- **Exercise inputs**:
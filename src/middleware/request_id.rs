//!
//! # Request Correlation and Logging
//!
//! Mints exactly one correlation id per inbound request, stores it in the
//! request extensions, and guarantees two things on every exit path:
//!
//! 1. the `X-Request-ID` response header carries the id, and
//! 2. error responses are rebuilt as envelopes carrying the same id.
//!
//! It also writes the per-request log line (method, path, status, duration,
//! client) at info below 400 and error at 400 and above. The id is minted
//! here and nowhere else; everything downstream reads it from extensions.

use std::fmt;
use std::time::Instant;

use actix_web::body::EitherBody;
use actix_web::dev::{forward_ready, Service, ServiceRequest, ServiceResponse, Transform};
use actix_web::http::header::{HeaderName, HeaderValue};
use actix_web::{Error, HttpMessage, HttpRequest, HttpResponse};
use futures::future::{ready, LocalBoxFuture, Ready};
use uuid::Uuid;

use crate::error::AppError;
use crate::response;

pub const REQUEST_ID_HEADER: &str = "x-request-id";

/// The per-request correlation id. Minted once when the request enters the
/// service; never regenerated afterwards.
#[derive(Debug, Clone)]
pub struct RequestId(pub String);

impl RequestId {
    fn mint() -> Self {
        Self(Uuid::new_v4().to_string())
    }
}

impl fmt::Display for RequestId {
    fn fmt(&self, f: &mut fmt::Formatter) -> fmt::Result {
        write!(f, "{}", self.0)
    }
}

/// Reads the current request's correlation id from its extensions. Only
/// requests served outside `RequestLogger` (bare test harnesses) miss one.
pub fn current(req: &HttpRequest) -> String {
    req.extensions()
        .get::<RequestId>()
        .map(|id| id.0.clone())
        .unwrap_or_else(|| "unknown".to_string())
}

pub struct RequestLogger;

impl<S, B> Transform<S, ServiceRequest> for RequestLogger
where
    S: Service<ServiceRequest, Response = ServiceResponse<B>, Error = Error>,
    S::Future: 'static,
    B: 'static,
{
    type Response = ServiceResponse<EitherBody<B>>;
    type Error = Error;
    type Transform = RequestLoggerService<S>;
    type InitError = ();
    type Future = Ready<Result<Self::Transform, Self::InitError>>;

    fn new_transform(&self, service: S) -> Self::Future {
        ready(Ok(RequestLoggerService { service }))
    }
}

pub struct RequestLoggerService<S> {
    service: S,
}

impl<S, B> Service<ServiceRequest> for RequestLoggerService<S>
where
    S: Service<ServiceRequest, Response = ServiceResponse<B>, Error = Error>,
    S::Future: 'static,
    B: 'static,
{
    type Response = ServiceResponse<EitherBody<B>>;
    type Error = Error;
    type Future = LocalBoxFuture<'static, Result<Self::Response, Self::Error>>;

    forward_ready!(service);

    fn call(&self, req: ServiceRequest) -> Self::Future {
        let request_id = RequestId::mint();
        req.extensions_mut().insert(request_id.clone());

        let method = req.method().to_string();
        let path = req.path().to_string();
        let client = req
            .connection_info()
            .realip_remote_addr()
            .unwrap_or("unknown")
            .to_string();
        // Kept for rebuilding a response when the inner service errors out.
        let http_req = req.request().clone();
        let started = Instant::now();

        let fut = self.service.call(req);
        Box::pin(async move {
            let mut res = match fut.await {
                Ok(res) => {
                    let rebuilt = res
                        .response()
                        .error()
                        .map(|err| envelope_from_error(err, &request_id));
                    match rebuilt {
                        Some(body) => {
                            let (inner_req, _) = res.into_parts();
                            ServiceResponse::new(inner_req, body).map_into_right_body()
                        }
                        None => res.map_into_left_body(),
                    }
                }
                Err(err) => {
                    let body = envelope_from_error(&err, &request_id);
                    ServiceResponse::new(http_req, body).map_into_right_body()
                }
            };

            let header_value = HeaderValue::from_str(&request_id.0)
                .unwrap_or_else(|_| HeaderValue::from_static("unknown"));
            res.headers_mut()
                .insert(HeaderName::from_static(REQUEST_ID_HEADER), header_value);

            let status = res.status();
            let duration_ms = started.elapsed().as_millis();
            if status.as_u16() >= 400 {
                log::error!(
                    "request_id={} {} {} -> {} [{}ms] client={}",
                    request_id,
                    method,
                    path,
                    status,
                    duration_ms,
                    client
                );
            } else {
                log::info!(
                    "request_id={} {} {} -> {} [{}ms] client={}",
                    request_id,
                    method,
                    path,
                    status,
                    duration_ms,
                    client
                );
            }

            Ok(res)
        })
    }
}

/// Rebuilds an error as an envelope carrying the request's correlation id.
/// Application errors keep their taxonomy mapping; foreign errors (failed
/// extractors, framework errors) keep their status, with server-side detail
/// replaced by a generic message.
fn envelope_from_error(err: &Error, request_id: &RequestId) -> HttpResponse {
    if let Some(app_err) = err.as_error::<AppError>() {
        return response::error_response(
            &request_id.0,
            app_err.status(),
            app_err.client_message(),
            app_err.details(),
        );
    }

    let status = err.as_response_error().status_code();
    let message = if status.is_server_error() {
        "Internal server error".to_string()
    } else {
        err.to_string()
    };
    response::error_response(&request_id.0, status, message, None)
}

#[cfg(test)]
mod tests {
    use super::*;
    use actix_web::{test, web, App};

    async fn ok_handler() -> Result<HttpResponse, AppError> {
        Ok(HttpResponse::Ok().json(serde_json::json!({ "pong": true })))
    }

    async fn failing_handler() -> Result<HttpResponse, AppError> {
        Err(AppError::NotFound("Task not found".to_string()))
    }

    #[actix_rt::test]
    async fn test_response_carries_request_id_header() {
        let app = test::init_service(
            App::new()
                .wrap(RequestLogger)
                .route("/ping", web::get().to(ok_handler)),
        )
        .await;

        let req = test::TestRequest::get().uri("/ping").to_request();
        let resp = test::call_service(&app, req).await;

        assert!(resp.status().is_success());
        let header = resp
            .headers()
            .get("X-Request-ID")
            .expect("X-Request-ID header missing")
            .to_str()
            .unwrap()
            .to_string();
        assert!(Uuid::parse_str(&header).is_ok());
    }

    #[actix_rt::test]
    async fn test_error_body_and_header_share_one_request_id() {
        let app = test::init_service(
            App::new()
                .wrap(RequestLogger)
                .route("/missing", web::get().to(failing_handler)),
        )
        .await;

        let req = test::TestRequest::get().uri("/missing").to_request();
        let resp = test::call_service(&app, req).await;

        assert_eq!(resp.status(), 404);
        let header = resp
            .headers()
            .get("X-Request-ID")
            .expect("X-Request-ID header missing")
            .to_str()
            .unwrap()
            .to_string();

        let body: serde_json::Value = test::read_body_json(resp).await;
        assert_eq!(body["success"], false);
        assert_eq!(body["message"], "Task not found");
        assert_eq!(body["request_id"], header.as_str());
    }

    #[actix_rt::test]
    async fn test_internal_error_detail_is_not_leaked() {
        async fn exploding() -> Result<HttpResponse, AppError> {
            Err(AppError::Database("connection refused on 10.0.0.3".to_string()))
        }

        let app = test::init_service(
            App::new()
                .wrap(RequestLogger)
                .route("/boom", web::get().to(exploding)),
        )
        .await;

        let req = test::TestRequest::get().uri("/boom").to_request();
        let resp = test::call_service(&app, req).await;

        assert_eq!(resp.status(), 500);
        let body: serde_json::Value = test::read_body_json(resp).await;
        assert_eq!(body["message"], "Internal server error");
        assert!(!body["request_id"].as_str().unwrap().is_empty());
    }
}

- **Exercise instructions**:
Please return a copy of each line in the entries that has the string "carrying".

- **Response to this exercise**:
//! 2. error responses are rebuilt as envelopes carrying the same id.
/// Rebuilds an error as an envelope carrying the request's correlation id.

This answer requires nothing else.